At this point in time, there are important challenges in order to accurately, reliably, and reproducibly identify HER2-low breast cancer cases in the pathology laboratory. The assays we currently use were not designed to answer the question at hand; instead they were optimized not to miss HER2-positive cases. With the Her2 Low breast cancer cases we are asking the assay to work in a dynamic range that it was not designed to work in. A number of factors such as antibody clones, tissue fixation, antigen retrieval protocols, enzymatic activity of the detection system, reaction time, temperature, substrate concentration can impact the intensity of staining and turn a score 0 case to a score 1+ case and vice versa.
While the pathologists are tirelessly working to address these testing and assay issues, the real question is if the HER2 Low breast cancer cases are a separate entity with unique behavior and prognosis or if it does not really matter to separate our HER2 Low cases from our HER2 negative cases since all may benefit from ADC therapies.

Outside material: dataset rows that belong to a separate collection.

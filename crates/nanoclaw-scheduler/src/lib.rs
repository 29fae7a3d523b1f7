// Copyright (c) 2024-2026 Martin Schröder <info@swedishembedded.com>
//
// SPDX-License-Identifier: MIT
//! Poll-based scheduler for scheduled tasks (§4.9).
//!
//! Each tick fetches due tasks, re-checks their status (they may have been
//! paused since selection), and runs the survivors through the same
//! per-group lock the message dispatcher uses — a scheduled task and a
//! live chat message for the same group never execute concurrently.

use std::sync::atomic::{AtomicBool, Ordering};
use std::sync::Arc;
use std::time::Duration;

use async_trait::async_trait;
use nanoclaw_core::{next_run_after_fire, ScheduleKind};
use nanoclaw_dispatch::LockManager;
use nanoclaw_store::{ScheduledTask, StorePool, TaskStatus};
use tracing::{debug, error, warn};

/// Runs one due task to completion and returns a human-readable result
/// summary. The scheduler has no idea whether this ends up on the fast path
/// or in the sandbox runner — that choice belongs to whatever implements
/// this trait.
#[async_trait]
pub trait TaskExecutor: Send + Sync {
    async fn execute(&self, task: &ScheduledTask) -> anyhow::Result<String>;
}

const RESULT_SUMMARY_MAX_CHARS: usize = 200;

pub struct Scheduler {
    store: Arc<StorePool>,
    lock_manager: Arc<LockManager>,
    executor: Arc<dyn TaskExecutor>,
    poll_interval_ms: u64,
    maintenance_mode: Arc<AtomicBool>,
    stop: Arc<AtomicBool>,
}

impl Scheduler {
    pub fn new(
        store: Arc<StorePool>,
        lock_manager: Arc<LockManager>,
        executor: Arc<dyn TaskExecutor>,
        poll_interval_ms: u64,
    ) -> Self {
        Self {
            store,
            lock_manager,
            executor,
            poll_interval_ms,
            maintenance_mode: Arc::new(AtomicBool::new(false)),
            stop: Arc::new(AtomicBool::new(false)),
        }
    }

    pub fn set_maintenance_mode(&self, active: bool) {
        self.maintenance_mode.store(active, Ordering::SeqCst);
    }

    /// Requests a stop. Any in-flight tick finishes; `run` returns after that.
    pub fn stop(&self) {
        self.stop.store(true, Ordering::SeqCst);
    }

    /// Runs the poll loop until `stop()` is called.
    pub async fn run(&self) {
        while !self.stop.load(Ordering::SeqCst) {
            self.tick().await;
            if self.stop.load(Ordering::SeqCst) {
                break;
            }
            tokio::time::sleep(Duration::from_millis(self.poll_interval_ms)).await;
        }
    }

    /// Runs a single poll iteration. Exposed directly so tests don't have to
    /// race a background loop against `stop()`.
    pub async fn tick(&self) {
        if self.maintenance_mode.load(Ordering::SeqCst) {
            debug!("scheduler tick skipped: maintenance mode active");
            return;
        }

        let now = chrono::Utc::now().timestamp_millis();
        let due = match self.store.due_tasks(now).await {
            Ok(tasks) => tasks,
            Err(e) => {
                error!(error = %e, "failed to fetch due tasks");
                return;
            }
        };

        for task in due {
            self.run_one(task).await;
        }
    }

    async fn run_one(&self, task: ScheduledTask) {
        let id = task.id.clone();
        let folder = task.group_folder.clone();
        let store = self.store.clone();
        let executor = self.executor.clone();

        self.lock_manager
            .with_lock(&folder, move || async move {
                let current = match store.get_task(id.clone()).await {
                    Ok(Some(t)) => t,
                    Ok(None) => return,
                    Err(e) => {
                        error!(task_id = %id, error = %e, "failed to re-read task before running");
                        return;
                    }
                };
                if !matches!(current.status, TaskStatus::Active) {
                    debug!(task_id = %id, "task no longer active, skipping run");
                    return;
                }

                let start = chrono::Utc::now().timestamp_millis();
                let run_result = executor.execute(&current).await;
                let fired_at = chrono::Utc::now().timestamp_millis();
                let duration_ms = fired_at - start;

                let (log_status, summary) = match &run_result {
                    Ok(text) => ("success", truncate(text)),
                    Err(e) => ("error", truncate(&e.to_string())),
                };

                let next_run = ScheduleKind::parse(&current.schedule_kind)
                    .and_then(|kind| next_run_after_fire(kind, &current.schedule_value, fired_at));

                if let Err(e) = store
                    .update_after_run(id.clone(), next_run, fired_at, summary.clone())
                    .await
                {
                    error!(task_id = %id, error = %e, "failed to update task after run");
                }

                if let Err(e) = store
                    .append_run_log(id.clone(), log_status.to_string(), duration_ms, Some(summary), fired_at)
                    .await
                {
                    error!(task_id = %id, error = %e, "failed to append run log");
                }

                if let Err(e) = run_result {
                    warn!(task_id = %id, group = %current.group_folder, error = %e, "scheduled task run failed");
                }
            })
            .await;
    }
}

fn truncate(s: &str) -> String {
    s.chars().take(RESULT_SUMMARY_MAX_CHARS).collect()
}
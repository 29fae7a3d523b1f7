// Copyright (c) 2024-2026 Martin Schröder <info@swedishembedded.com>
//
// SPDX-License-Identifier: MIT
//! Router watermark state: `router_state.json` (§3, §6.3).
//!
//! `last_timestamp` is the newest message timestamp the poller has observed
//! from the chat transport; `last_agent_timestamp` is, per chat, the newest
//! message timestamp already handed to the executor. The gap between the two
//! is exactly the set of messages still awaiting dispatch.

use std::collections::HashMap;
use std::fs;
use std::path::PathBuf;
use std::sync::RwLock;

use anyhow::{Context, Result};
use serde::{Deserialize, Serialize};

#[derive(Debug, Default, Clone, Serialize, Deserialize)]
struct RouterStateFile {
    #[serde(default)]
    last_timestamp: i64,
    #[serde(default)]
    last_agent_timestamp: HashMap<String, i64>,
}

pub struct RouterState {
    path: PathBuf,
    inner: RwLock<RouterStateFile>,
}

impl RouterState {
    pub fn load(path: impl Into<PathBuf>) -> Result<Self> {
        let path = path.into();
        let inner = if path.exists() {
            let content = fs::read_to_string(&path)
                .with_context(|| format!("reading {}", path.display()))?;
            serde_json::from_str(&content).with_context(|| format!("parsing {}", path.display()))?
        } else {
            RouterStateFile::default()
        };
        Ok(Self {
            path,
            inner: RwLock::new(inner),
        })
    }

    fn persist(&self) -> Result<()> {
        let snapshot = self.inner.read().unwrap().clone();
        if let Some(parent) = self.path.parent() {
            fs::create_dir_all(parent)
                .with_context(|| format!("creating {}", parent.display()))?;
        }
        let content = serde_json::to_string_pretty(&snapshot)?;
        fs::write(&self.path, content).with_context(|| format!("writing {}", self.path.display()))
    }

    pub fn last_timestamp(&self) -> i64 {
        self.inner.read().unwrap().last_timestamp
    }

    /// Monotonic: refuses to move the watermark backwards.
    pub fn advance_last_timestamp(&self, ts: i64) -> Result<()> {
        {
            let mut inner = self.inner.write().unwrap();
            if ts <= inner.last_timestamp {
                return Ok(());
            }
            inner.last_timestamp = ts;
        }
        self.persist()
    }

    pub fn last_agent_timestamp(&self, chat_id: &str) -> i64 {
        self.inner
            .read()
            .unwrap()
            .last_agent_timestamp
            .get(chat_id)
            .copied()
            .unwrap_or(0)
    }

    pub fn set_last_agent_timestamp(&self, chat_id: &str, ts: i64) -> Result<()> {
        {
            let mut inner = self.inner.write().unwrap();
            let entry = inner
                .last_agent_timestamp
                .entry(chat_id.to_string())
                .or_insert(0);
            if ts <= *entry {
                return Ok(());
            }
            *entry = ts;
        }
        self.persist()
    }
}
// Copyright (c) 2024-2026 Martin Schröder <info@swedishembedded.com>
//
// SPDX-License-Identifier: MIT
//! Writes one log file per container run (§4.6 step 6, §6.3).

use std::path::{Path, PathBuf};

use chrono::{DateTime, Utc};

use crate::output::SandboxOutput;

/// Tail kept from stderr when the run failed and debug mode is off.
const STDERR_TAIL_BYTES: usize = 500;

#[allow(clippy::too_many_arguments)]
pub async fn write_run_log(
    logs_dir: &Path,
    group_folder: &str,
    chat_id: &str,
    exit_code: Option<i32>,
    debug_mode: bool,
    stdout: &str,
    stderr: &str,
    parsed: &SandboxOutput,
    started_at: DateTime<Utc>,
    duration_ms: i64,
) -> anyhow::Result<PathBuf> {
    tokio::fs::create_dir_all(logs_dir).await?;

    let filename = format!(
        "container-{}.log",
        started_at.to_rfc3339().replace(':', "-")
    );
    let path = logs_dir.join(filename);

    let mut body = String::new();
    body.push_str(&format!("group: {group_folder}\n"));
    body.push_str(&format!("chat: {chat_id}\n"));
    body.push_str(&format!("started_at: {}\n", started_at.to_rfc3339()));
    body.push_str(&format!("duration_ms: {duration_ms}\n"));
    body.push_str(&format!("exit_code: {:?}\n", exit_code));
    body.push_str(&format!("status: {:?}\n", parsed.status));
    if let Some(err) = &parsed.error {
        body.push_str(&format!("error: {err}\n"));
    }
    body.push('\n');

    if debug_mode {
        body.push_str("--- stdout ---\n");
        body.push_str(stdout);
        body.push_str("\n--- stderr ---\n");
        body.push_str(stderr);
        body.push('\n');
    } else if exit_code != Some(0) {
        body.push_str("--- stderr (tail) ---\n");
        body.push_str(tail_bytes(stderr, STDERR_TAIL_BYTES));
        body.push('\n');
    }

    tokio::fs::write(&path, body).await?;
    Ok(path)
}

/// Returns the last `limit` bytes of `s`, cut on a UTF-8 boundary.
fn tail_bytes(s: &str, limit: usize) -> &str {
    if s.len() <= limit {
        return s;
    }
    let start = s.len() - limit;
    let mut boundary = start;
    while boundary < s.len() && !s.is_char_boundary(boundary) {
        boundary += 1;
    }
    &s[boundary..]
}

#[cfg(test)]
mod tests {
    use super::*;
    use crate::output::SandboxStatus;

    fn sample_output(status: SandboxStatus, error: Option<&str>) -> SandboxOutput {
        SandboxOutput {
            status,
            result: Some("done".to_string()),
            new_session_id: None,
            error: error.map(str::to_string),
        }
    }

    #[tokio::test]
    async fn writes_summary_without_full_output_when_successful() {
        let dir = tempfile::tempdir().unwrap();
        let path = write_run_log(
            dir.path(),
            "main",
            "chat1",
            Some(0),
            false,
            "full stdout contents",
            "",
            &sample_output(SandboxStatus::Success, None),
            Utc::now(),
            1200,
        )
        .await
        .unwrap();
        let contents = tokio::fs::read_to_string(&path).await.unwrap();
        assert!(contents.contains("group: main"));
        assert!(!contents.contains("full stdout contents"));
    }

    #[tokio::test]
    async fn includes_stderr_tail_on_nonzero_exit_when_not_debugging() {
        let dir = tempfile::tempdir().unwrap();
        let path = write_run_log(
            dir.path(),
            "main",
            "chat1",
            Some(1),
            false,
            "",
            "some failure detail",
            &sample_output(SandboxStatus::Error, Some("boom")),
            Utc::now(),
            500,
        )
        .await
        .unwrap();
        let contents = tokio::fs::read_to_string(&path).await.unwrap();
        assert!(contents.contains("some failure detail"));
        assert!(contents.contains("error: boom"));
    }

    #[tokio::test]
    async fn debug_mode_includes_full_stdout_and_stderr() {
        let dir = tempfile::tempdir().unwrap();
        let path = write_run_log(
            dir.path(),
            "main",
            "chat1",
            Some(0),
            true,
            "full stdout here",
            "full stderr here",
            &sample_output(SandboxStatus::Success, None),
            Utc::now(),
            900,
        )
        .await
        .unwrap();
        let contents = tokio::fs::read_to_string(&path).await.unwrap();
        assert!(contents.contains("full stdout here"));
        assert!(contents.contains("full stderr here"));
    }

    #[tokio::test]
    async fn creates_logs_directory_if_missing() {
        let dir = tempfile::tempdir().unwrap();
        let logs_dir = dir.path().join("nested").join("logs");
        write_run_log(
            &logs_dir,
            "main",
            "chat1",
            Some(0),
            false,
            "",
            "",
            &sample_output(SandboxStatus::Success, None),
            Utc::now(),
            10,
        )
        .await
        .unwrap();
        assert!(logs_dir.is_dir());
    }

    #[test]
    fn tail_bytes_keeps_only_the_last_n_bytes() {
        let s = "0123456789";
        assert_eq!(tail_bytes(s, 4), "6789");
        assert_eq!(tail_bytes(s, 20), "0123456789");
    }
}
// Copyright (c) 2024-2026 Martin Schröder <info@swedishembedded.com>
//
// SPDX-License-Identifier: MIT
use anyhow::{anyhow, Result};
use rusqlite::{params, Connection, OptionalExtension};

use crate::pool::StorePool;

/// The only preference keys that may be written. Every consumer (tool schema,
/// validation, display) imports this single list rather than keeping its own
/// copy, so it cannot drift out of sync with itself (§14).
pub const ALLOWED_PREFERENCE_KEYS: &[&str] = &[
    "language",
    "nickname",
    "response_style",
    "interests",
    "timezone",
    "custom_instructions",
];

pub fn is_allowed_preference_key(key: &str) -> bool {
    ALLOWED_PREFERENCE_KEYS.contains(&key)
}

pub fn set_preference_sync(
    conn: &Connection,
    group_folder: &str,
    key: &str,
    value: &str,
    now: i64,
) -> Result<()> {
    if !is_allowed_preference_key(key) {
        return Err(anyhow!("preference key {key:?} is not recognised"));
    }
    conn.execute(
        "INSERT INTO preferences (group_folder, key, value, updated_at)
         VALUES (?1, ?2, ?3, ?4)
         ON CONFLICT(group_folder, key) DO UPDATE SET value = excluded.value, updated_at = excluded.updated_at",
        params![group_folder, key, value, now],
    )?;
    Ok(())
}

pub fn get_preference_sync(conn: &Connection, group_folder: &str, key: &str) -> rusqlite::Result<Option<String>> {
    conn.query_row(
        "SELECT value FROM preferences WHERE group_folder = ?1 AND key = ?2",
        params![group_folder, key],
        |row| row.get(0),
    )
    .optional()
}

pub fn all_preferences_sync(conn: &Connection, group_folder: &str) -> rusqlite::Result<Vec<(String, String)>> {
    let mut stmt = conn.prepare("SELECT key, value FROM preferences WHERE group_folder = ?1 ORDER BY key")?;
    let rows = stmt.query_map(params![group_folder], |row| Ok((row.get(0)?, row.get(1)?)))?;
    rows.collect()
}

impl StorePool {
    pub async fn set_preference(&self, group_folder: String, key: String, value: String, now: i64) -> Result<()> {
        self.interact_with_retry(move |conn| set_preference_sync(conn, &group_folder, &key, &value, now))
            .await
    }

    pub async fn get_preference(&self, group_folder: String, key: String) -> Result<Option<String>> {
        self.interact(move |conn| Ok(get_preference_sync(conn, &group_folder, &key)?))
            .await
    }

    pub async fn all_preferences(&self, group_folder: String) -> Result<Vec<(String, String)>> {
        self.interact(move |conn| Ok(all_preferences_sync(conn, &group_folder)?))
            .await
    }
}

#[cfg(test)]
mod tests {
    use super::*;

    #[tokio::test]
    async fn set_and_get_allowed_key_round_trips() {
        let store = StorePool::open_in_memory().await.unwrap();
        store
            .set_preference("main".into(), "nickname".into(), "Andy".into(), 100)
            .await
            .unwrap();
        let value = store.get_preference("main".into(), "nickname".into()).await.unwrap();
        assert_eq!(value.as_deref(), Some("Andy"));
    }

    #[tokio::test]
    async fn set_rejects_unrecognised_key() {
        let store = StorePool::open_in_memory().await.unwrap();
        let result = store
            .set_preference("main".into(), "favorite_color".into(), "blue".into(), 100)
            .await;
        assert!(result.is_err());
    }

    #[tokio::test]
    async fn set_overwrites_existing_value() {
        let store = StorePool::open_in_memory().await.unwrap();
        store.set_preference("main".into(), "language".into(), "en".into(), 100).await.unwrap();
        store.set_preference("main".into(), "language".into(), "sv".into(), 200).await.unwrap();
        let value = store.get_preference("main".into(), "language".into()).await.unwrap();
        assert_eq!(value.as_deref(), Some("sv"));
    }

    #[tokio::test]
    async fn all_preferences_lists_every_set_key_sorted() {
        let store = StorePool::open_in_memory().await.unwrap();
        store.set_preference("main".into(), "timezone".into(), "UTC".into(), 100).await.unwrap();
        store.set_preference("main".into(), "language".into(), "en".into(), 100).await.unwrap();
        let all = store.all_preferences("main".into()).await.unwrap();
        assert_eq!(all, vec![("language".to_string(), "en".to_string()), ("timezone".to_string(), "UTC".to_string())]);
    }
}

A number of innovative studies on this issue were presented during this year’s San Antonio Breast Cancer Symposium. Sara Tolaney, MD, MPH, Chief of Breast Oncology, and Associate Professor of Medicine, Harvard Medical School argued the “con” point and Giuseppe Curigliano, MD, PhD, European Institute for Oncology, Milan Italy argued the “pro” point in this Special HER2 Low SABCS Session. As newer and more effective anti-HER2 therapies become available, assays detecting low levels of HER2 may help select a growing number of breast cancer patients who may benefit from these innovative treatments.
Dr. Siziopikou has no conflicts of interest to report.